**TASK GOAL**
Where in the data below does the word "root" appear? Copy every line that has it.

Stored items
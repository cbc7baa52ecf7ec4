//! Fetch → decode → triangulate → encode, with the failure classes a
//! transport maps to responses.
//!
//! The pipeline is transport-neutral: an upstream point-set store is any
//! `PointSetSource`, and `Pipeline::run` returns an `Outcome` whose
//! `ResponseClass` carries the HTTP-style status and string code.

use std::fmt;

use crate::codec::{decode_pointset, encode_mesh, encode_triangles};
use crate::delaunay::Triangulator;
use crate::error::Result;
use crate::geom::GeomCfg;

/// Upstream failure while fetching a point set.
#[derive(Debug, Clone, PartialEq, Eq, thiserror::Error)]
pub enum SourceError {
    #[error("point set {0:?} not found")]
    NotFound(String),
    #[error("upstream unavailable: {0}")]
    Unavailable(String),
    #[error("upstream timed out: {0}")]
    Timeout(String),
}

/// Store of encoded point sets, addressed by id.
pub trait PointSetSource {
    fn fetch(&self, id: &str) -> Result<Vec<u8>, SourceError>;
}

impl<S: PointSetSource + ?Sized> PointSetSource for &S {
    fn fetch(&self, id: &str) -> Result<Vec<u8>, SourceError> {
        (**self).fetch(id)
    }
}

/// Decode a point-set buffer, triangulate it, encode the triangle buffer.
pub fn triangulate_bytes(raw: &[u8], cfg: GeomCfg) -> Result<Vec<u8>> {
    let points = decode_pointset(raw)?;
    let mesh = Triangulator::new(cfg).triangulate(&points)?;
    encode_triangles(&mesh, points.len())
}

#[derive(Clone, Copy, Debug, PartialEq, Eq, Hash)]
pub enum ResponseClass {
    Ok,
    NotFound,
    InvalidInput,
    BadGateway,
    Timeout,
    TriangulationFailed,
    EncodingFailed,
}

impl ResponseClass {
    pub fn status_code(self) -> u16 {
        match self {
            ResponseClass::Ok => 200,
            ResponseClass::NotFound => 404,
            ResponseClass::InvalidInput => 422,
            ResponseClass::BadGateway => 502,
            ResponseClass::Timeout => 504,
            ResponseClass::TriangulationFailed | ResponseClass::EncodingFailed => 500,
        }
    }

    pub fn code(self) -> &'static str {
        match self {
            ResponseClass::Ok => "OK",
            ResponseClass::NotFound => "POINTSET_NOT_FOUND",
            ResponseClass::InvalidInput => "INVALID_POINTSET_DATA",
            ResponseClass::BadGateway => "UPSTREAM_UNAVAILABLE",
            ResponseClass::Timeout => "UPSTREAM_TIMEOUT",
            ResponseClass::TriangulationFailed => "TRIANGULATION_FAILED",
            ResponseClass::EncodingFailed => "ENCODING_FAILED",
        }
    }

    #[inline]
    pub fn is_success(self) -> bool {
        self == ResponseClass::Ok
    }
}

impl fmt::Display for ResponseClass {
    fn fmt(&self, f: &mut fmt::Formatter<'_>) -> fmt::Result {
        write!(f, "{} {}", self.status_code(), self.code())
    }
}

/// Result of one pipeline run. `body` holds the mesh document on success and
/// is empty otherwise; `message` is human-readable and empty on success.
#[derive(Clone, Debug, PartialEq, Eq)]
pub struct Outcome {
    pub class: ResponseClass,
    pub body: Vec<u8>,
    pub message: String,
}

impl Outcome {
    fn ok(body: Vec<u8>) -> Self {
        Self {
            class: ResponseClass::Ok,
            body,
            message: String::new(),
        }
    }

    fn fail(class: ResponseClass, message: impl Into<String>) -> Self {
        Self {
            class,
            body: Vec::new(),
            message: message.into(),
        }
    }
}

pub struct Pipeline<S> {
    source: S,
    triangulator: Triangulator,
}

impl<S: PointSetSource> Pipeline<S> {
    pub fn new(source: S, cfg: GeomCfg) -> Self {
        Self {
            source,
            triangulator: Triangulator::new(cfg),
        }
    }

    pub fn source(&self) -> &S {
        &self.source
    }

    /// Fetch point set `id` and answer with a mesh document (points followed
    /// by triangles).
    #[tracing::instrument(skip(self))]
    pub fn run(&self, id: &str) -> Outcome {
        let raw = match self.source.fetch(id) {
            Ok(raw) => raw,
            Err(e) => {
                tracing::warn!(error = %e, "fetch failed");
                let class = match e {
                    SourceError::NotFound(_) => ResponseClass::NotFound,
                    SourceError::Unavailable(_) => ResponseClass::BadGateway,
                    SourceError::Timeout(_) => ResponseClass::Timeout,
                };
                return Outcome::fail(class, e.to_string());
            }
        };
        let points = match decode_pointset(&raw) {
            Ok(p) => p,
            Err(e) => {
                tracing::info!(error = %e, bytes = raw.len(), "rejecting point set");
                return Outcome::fail(
                    ResponseClass::InvalidInput,
                    format!("cannot decode point set {id:?}: {e}"),
                );
            }
        };
        let mesh = match self.triangulator.triangulate(&points) {
            Ok(m) => m,
            Err(e) => {
                tracing::error!(error = %e, points = points.len(), "triangulation failed");
                return Outcome::fail(
                    ResponseClass::TriangulationFailed,
                    "triangulation could not be computed for the given point set",
                );
            }
        };
        match encode_mesh(&points, &mesh) {
            Ok(body) => {
                tracing::debug!(triangles = mesh.len(), bytes = body.len(), "triangulated");
                Outcome::ok(body)
            }
            Err(e) => {
                tracing::error!(error = %e, kind = ?e.kind(), "encoding failed");
                Outcome::fail(
                    ResponseClass::EncodingFailed,
                    "failed to encode triangulation result",
                )
            }
        }
    }
}
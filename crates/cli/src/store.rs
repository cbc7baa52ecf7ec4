//! Directory-backed point-set store: id `abc` lives at `<root>/abc.bin`.

use std::io::ErrorKind;
use std::path::{Path, PathBuf};

use triangulator::pipeline::{PointSetSource, SourceError};

pub struct DirSource {
    root: PathBuf,
}

impl DirSource {
    pub fn new(root: impl Into<PathBuf>) -> Self {
        Self { root: root.into() }
    }

    pub fn root(&self) -> &Path {
        &self.root
    }

    /// `None` for ids that would escape the root.
    fn path_for(&self, id: &str) -> Option<PathBuf> {
        let plain = !id.is_empty()
            && !id.starts_with('.')
            && !id.contains(['/', '\\'])
            && !id.contains('\0');
        plain.then(|| self.root.join(format!("{id}.bin")))
    }
}

impl PointSetSource for DirSource {
    fn fetch(&self, id: &str) -> Result<Vec<u8>, SourceError> {
        let path = self
            .path_for(id)
            .ok_or_else(|| SourceError::NotFound(id.to_string()))?;
        tracing::debug!(path = %path.display(), "reading point set");
        std::fs::read(&path).map_err(|e| match e.kind() {
            ErrorKind::NotFound => SourceError::NotFound(id.to_string()),
            ErrorKind::TimedOut => SourceError::Timeout(format!("{}: {e}", path.display())),
            _ => SourceError::Unavailable(format!("{}: {e}", path.display())),
        })
    }
}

**EXERCISE RESPONSE**
//! Directory-backed point-set store: id `abc` lives at `<root>/abc.bin`.
    root: PathBuf,
    pub fn new(root: impl Into<PathBuf>) -> Self {
        Self { root: root.into() }
    pub fn root(&self) -> &Path {
        &self.root
    /// `None` for ids that would escape the root.
        plain.then(|| self.root.join(format!("{id}.bin")))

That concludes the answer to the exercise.